[Task goal] Scan the data below for the string "service". Copy every line where it appears.

[Records shown]
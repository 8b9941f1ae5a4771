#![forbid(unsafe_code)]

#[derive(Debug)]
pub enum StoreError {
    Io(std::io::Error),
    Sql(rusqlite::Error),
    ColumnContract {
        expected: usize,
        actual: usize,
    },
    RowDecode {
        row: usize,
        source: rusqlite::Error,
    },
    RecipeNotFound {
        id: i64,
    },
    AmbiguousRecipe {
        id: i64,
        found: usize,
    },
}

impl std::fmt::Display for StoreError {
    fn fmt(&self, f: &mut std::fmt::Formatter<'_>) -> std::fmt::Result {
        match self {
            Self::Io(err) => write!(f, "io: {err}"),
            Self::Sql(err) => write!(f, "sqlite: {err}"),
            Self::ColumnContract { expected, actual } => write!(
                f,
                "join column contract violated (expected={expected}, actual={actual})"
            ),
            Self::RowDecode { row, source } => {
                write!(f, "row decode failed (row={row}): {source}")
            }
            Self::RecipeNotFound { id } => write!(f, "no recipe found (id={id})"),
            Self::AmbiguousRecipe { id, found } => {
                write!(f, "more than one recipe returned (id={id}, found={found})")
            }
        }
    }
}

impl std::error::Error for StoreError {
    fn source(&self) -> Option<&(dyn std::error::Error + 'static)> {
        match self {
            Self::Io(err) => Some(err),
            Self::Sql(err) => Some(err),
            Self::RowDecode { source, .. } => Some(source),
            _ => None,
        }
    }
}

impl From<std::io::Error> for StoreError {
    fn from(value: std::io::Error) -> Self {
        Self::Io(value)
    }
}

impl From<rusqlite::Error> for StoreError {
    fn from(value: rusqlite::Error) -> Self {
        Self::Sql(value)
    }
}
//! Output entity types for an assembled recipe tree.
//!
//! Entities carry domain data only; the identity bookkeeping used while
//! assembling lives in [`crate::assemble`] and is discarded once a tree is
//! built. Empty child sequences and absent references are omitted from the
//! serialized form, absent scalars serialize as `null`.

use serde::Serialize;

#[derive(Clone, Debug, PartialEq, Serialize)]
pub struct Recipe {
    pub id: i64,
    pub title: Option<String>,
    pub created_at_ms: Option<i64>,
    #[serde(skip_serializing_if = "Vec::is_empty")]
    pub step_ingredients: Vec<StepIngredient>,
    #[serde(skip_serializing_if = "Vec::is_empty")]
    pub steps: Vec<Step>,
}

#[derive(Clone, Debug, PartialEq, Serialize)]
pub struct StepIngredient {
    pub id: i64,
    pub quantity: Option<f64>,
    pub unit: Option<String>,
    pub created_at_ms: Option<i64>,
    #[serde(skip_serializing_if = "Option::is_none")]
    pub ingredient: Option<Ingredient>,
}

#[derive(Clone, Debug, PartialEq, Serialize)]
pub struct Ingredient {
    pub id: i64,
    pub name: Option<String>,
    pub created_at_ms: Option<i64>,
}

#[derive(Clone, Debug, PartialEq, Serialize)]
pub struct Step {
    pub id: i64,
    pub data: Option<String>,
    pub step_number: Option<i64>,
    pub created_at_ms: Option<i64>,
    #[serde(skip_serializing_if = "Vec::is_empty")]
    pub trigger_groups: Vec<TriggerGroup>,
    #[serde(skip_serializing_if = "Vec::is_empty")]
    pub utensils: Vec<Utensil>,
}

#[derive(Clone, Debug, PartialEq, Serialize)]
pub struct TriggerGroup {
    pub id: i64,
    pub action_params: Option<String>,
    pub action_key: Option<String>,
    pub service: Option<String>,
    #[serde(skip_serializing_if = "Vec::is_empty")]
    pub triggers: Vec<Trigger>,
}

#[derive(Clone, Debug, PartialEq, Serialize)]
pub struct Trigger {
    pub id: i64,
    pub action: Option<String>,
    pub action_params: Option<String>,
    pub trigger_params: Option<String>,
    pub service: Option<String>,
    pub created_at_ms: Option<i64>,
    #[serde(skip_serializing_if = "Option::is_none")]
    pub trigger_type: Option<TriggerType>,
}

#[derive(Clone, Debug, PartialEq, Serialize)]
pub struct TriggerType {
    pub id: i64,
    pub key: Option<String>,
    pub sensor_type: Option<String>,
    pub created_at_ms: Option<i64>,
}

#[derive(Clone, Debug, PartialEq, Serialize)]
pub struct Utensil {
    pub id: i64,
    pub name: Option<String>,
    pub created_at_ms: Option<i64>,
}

...

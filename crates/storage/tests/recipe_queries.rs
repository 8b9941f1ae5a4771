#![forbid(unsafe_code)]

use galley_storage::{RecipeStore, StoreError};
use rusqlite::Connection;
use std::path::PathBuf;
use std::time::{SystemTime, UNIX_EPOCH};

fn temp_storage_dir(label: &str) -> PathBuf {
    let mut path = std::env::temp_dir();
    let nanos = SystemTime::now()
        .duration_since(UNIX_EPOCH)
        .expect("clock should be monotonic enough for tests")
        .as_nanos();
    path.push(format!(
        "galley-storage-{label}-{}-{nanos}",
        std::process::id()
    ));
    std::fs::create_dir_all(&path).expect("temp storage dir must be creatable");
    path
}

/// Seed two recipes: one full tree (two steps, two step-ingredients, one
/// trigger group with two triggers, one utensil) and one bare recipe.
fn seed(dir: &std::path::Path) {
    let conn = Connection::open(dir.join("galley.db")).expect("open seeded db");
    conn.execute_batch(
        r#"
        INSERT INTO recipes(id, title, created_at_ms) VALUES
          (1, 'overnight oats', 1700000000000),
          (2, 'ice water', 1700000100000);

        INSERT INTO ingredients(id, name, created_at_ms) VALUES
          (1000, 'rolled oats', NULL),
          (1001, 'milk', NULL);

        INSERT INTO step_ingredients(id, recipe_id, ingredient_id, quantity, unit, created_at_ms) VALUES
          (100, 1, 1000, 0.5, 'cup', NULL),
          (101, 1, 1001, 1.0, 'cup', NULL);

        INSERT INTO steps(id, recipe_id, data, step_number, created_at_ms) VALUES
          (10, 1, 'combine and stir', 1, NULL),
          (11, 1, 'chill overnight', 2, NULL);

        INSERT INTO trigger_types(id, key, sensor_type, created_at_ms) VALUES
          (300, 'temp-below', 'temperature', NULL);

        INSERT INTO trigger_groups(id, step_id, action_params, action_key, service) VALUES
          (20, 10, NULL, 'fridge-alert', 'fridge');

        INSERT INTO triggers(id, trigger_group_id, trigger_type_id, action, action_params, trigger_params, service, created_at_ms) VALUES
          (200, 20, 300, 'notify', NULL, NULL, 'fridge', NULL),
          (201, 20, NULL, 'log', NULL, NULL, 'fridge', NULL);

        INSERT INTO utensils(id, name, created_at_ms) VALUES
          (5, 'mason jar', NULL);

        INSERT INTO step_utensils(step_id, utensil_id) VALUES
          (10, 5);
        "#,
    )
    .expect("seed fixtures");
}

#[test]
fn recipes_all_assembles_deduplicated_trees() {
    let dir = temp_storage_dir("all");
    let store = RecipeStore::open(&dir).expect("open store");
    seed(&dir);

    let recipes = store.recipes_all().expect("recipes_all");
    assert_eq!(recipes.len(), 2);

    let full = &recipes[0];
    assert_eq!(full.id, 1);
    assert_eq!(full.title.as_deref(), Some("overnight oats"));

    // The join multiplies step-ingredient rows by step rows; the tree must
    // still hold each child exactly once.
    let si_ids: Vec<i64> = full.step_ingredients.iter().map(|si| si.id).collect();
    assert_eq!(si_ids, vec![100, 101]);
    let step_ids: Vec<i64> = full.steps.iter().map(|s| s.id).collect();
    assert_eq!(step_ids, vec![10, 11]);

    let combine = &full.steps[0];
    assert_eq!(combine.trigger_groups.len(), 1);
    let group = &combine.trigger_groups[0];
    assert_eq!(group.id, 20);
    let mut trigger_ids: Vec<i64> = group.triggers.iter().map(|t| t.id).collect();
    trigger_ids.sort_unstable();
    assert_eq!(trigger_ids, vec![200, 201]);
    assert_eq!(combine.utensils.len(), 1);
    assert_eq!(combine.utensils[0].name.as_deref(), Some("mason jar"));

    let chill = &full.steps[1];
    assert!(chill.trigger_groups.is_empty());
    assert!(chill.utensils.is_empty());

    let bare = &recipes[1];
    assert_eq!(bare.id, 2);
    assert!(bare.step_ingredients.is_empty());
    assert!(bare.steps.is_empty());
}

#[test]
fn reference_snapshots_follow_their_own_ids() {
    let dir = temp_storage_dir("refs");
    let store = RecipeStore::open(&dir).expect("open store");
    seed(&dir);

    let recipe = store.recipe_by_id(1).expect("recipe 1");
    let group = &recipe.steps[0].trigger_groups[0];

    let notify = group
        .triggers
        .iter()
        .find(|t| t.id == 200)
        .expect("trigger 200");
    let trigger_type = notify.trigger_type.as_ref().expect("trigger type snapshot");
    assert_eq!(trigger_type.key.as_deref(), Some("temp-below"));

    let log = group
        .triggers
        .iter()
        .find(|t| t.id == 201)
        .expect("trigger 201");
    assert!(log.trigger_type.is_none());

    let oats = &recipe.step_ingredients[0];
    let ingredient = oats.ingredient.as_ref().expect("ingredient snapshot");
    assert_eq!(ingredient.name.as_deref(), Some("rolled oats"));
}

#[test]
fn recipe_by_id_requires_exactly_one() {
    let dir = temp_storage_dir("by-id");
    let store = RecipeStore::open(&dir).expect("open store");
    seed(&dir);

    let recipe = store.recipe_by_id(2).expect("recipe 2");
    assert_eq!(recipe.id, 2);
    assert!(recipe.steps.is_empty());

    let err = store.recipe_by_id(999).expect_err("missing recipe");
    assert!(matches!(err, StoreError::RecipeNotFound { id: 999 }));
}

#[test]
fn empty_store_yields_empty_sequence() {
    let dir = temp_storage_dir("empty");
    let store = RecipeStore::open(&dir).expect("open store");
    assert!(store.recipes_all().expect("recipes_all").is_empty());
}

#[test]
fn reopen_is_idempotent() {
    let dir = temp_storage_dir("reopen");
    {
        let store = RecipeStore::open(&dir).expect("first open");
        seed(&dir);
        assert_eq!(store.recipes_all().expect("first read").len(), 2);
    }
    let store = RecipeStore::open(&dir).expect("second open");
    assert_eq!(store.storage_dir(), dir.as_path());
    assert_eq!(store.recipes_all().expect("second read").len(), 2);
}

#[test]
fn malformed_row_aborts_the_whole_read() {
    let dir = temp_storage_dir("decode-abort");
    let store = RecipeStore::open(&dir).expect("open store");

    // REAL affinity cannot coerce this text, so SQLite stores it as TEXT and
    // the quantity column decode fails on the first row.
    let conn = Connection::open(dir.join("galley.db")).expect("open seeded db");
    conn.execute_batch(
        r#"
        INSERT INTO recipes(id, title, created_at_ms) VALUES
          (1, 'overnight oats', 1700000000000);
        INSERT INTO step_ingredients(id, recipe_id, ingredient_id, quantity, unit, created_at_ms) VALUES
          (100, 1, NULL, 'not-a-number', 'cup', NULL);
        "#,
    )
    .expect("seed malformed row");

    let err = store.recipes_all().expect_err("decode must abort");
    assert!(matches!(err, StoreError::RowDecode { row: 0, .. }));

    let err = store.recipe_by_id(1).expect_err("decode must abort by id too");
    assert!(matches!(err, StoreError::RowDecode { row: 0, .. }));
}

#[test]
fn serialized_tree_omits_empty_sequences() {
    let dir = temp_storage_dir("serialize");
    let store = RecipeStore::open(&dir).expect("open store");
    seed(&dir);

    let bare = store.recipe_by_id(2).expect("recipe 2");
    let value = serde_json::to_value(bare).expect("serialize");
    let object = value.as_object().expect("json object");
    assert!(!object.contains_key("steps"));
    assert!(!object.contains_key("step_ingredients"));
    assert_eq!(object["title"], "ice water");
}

[Exercise output]
    pub service: Option<String>,
    pub service: Option<String>,
        INSERT INTO trigger_groups(id, step_id, action_params, action_key, service) VALUES
        INSERT INTO triggers(id, trigger_group_id, trigger_type_id, action, action_params, trigger_params, service, created_at_ms) VALUES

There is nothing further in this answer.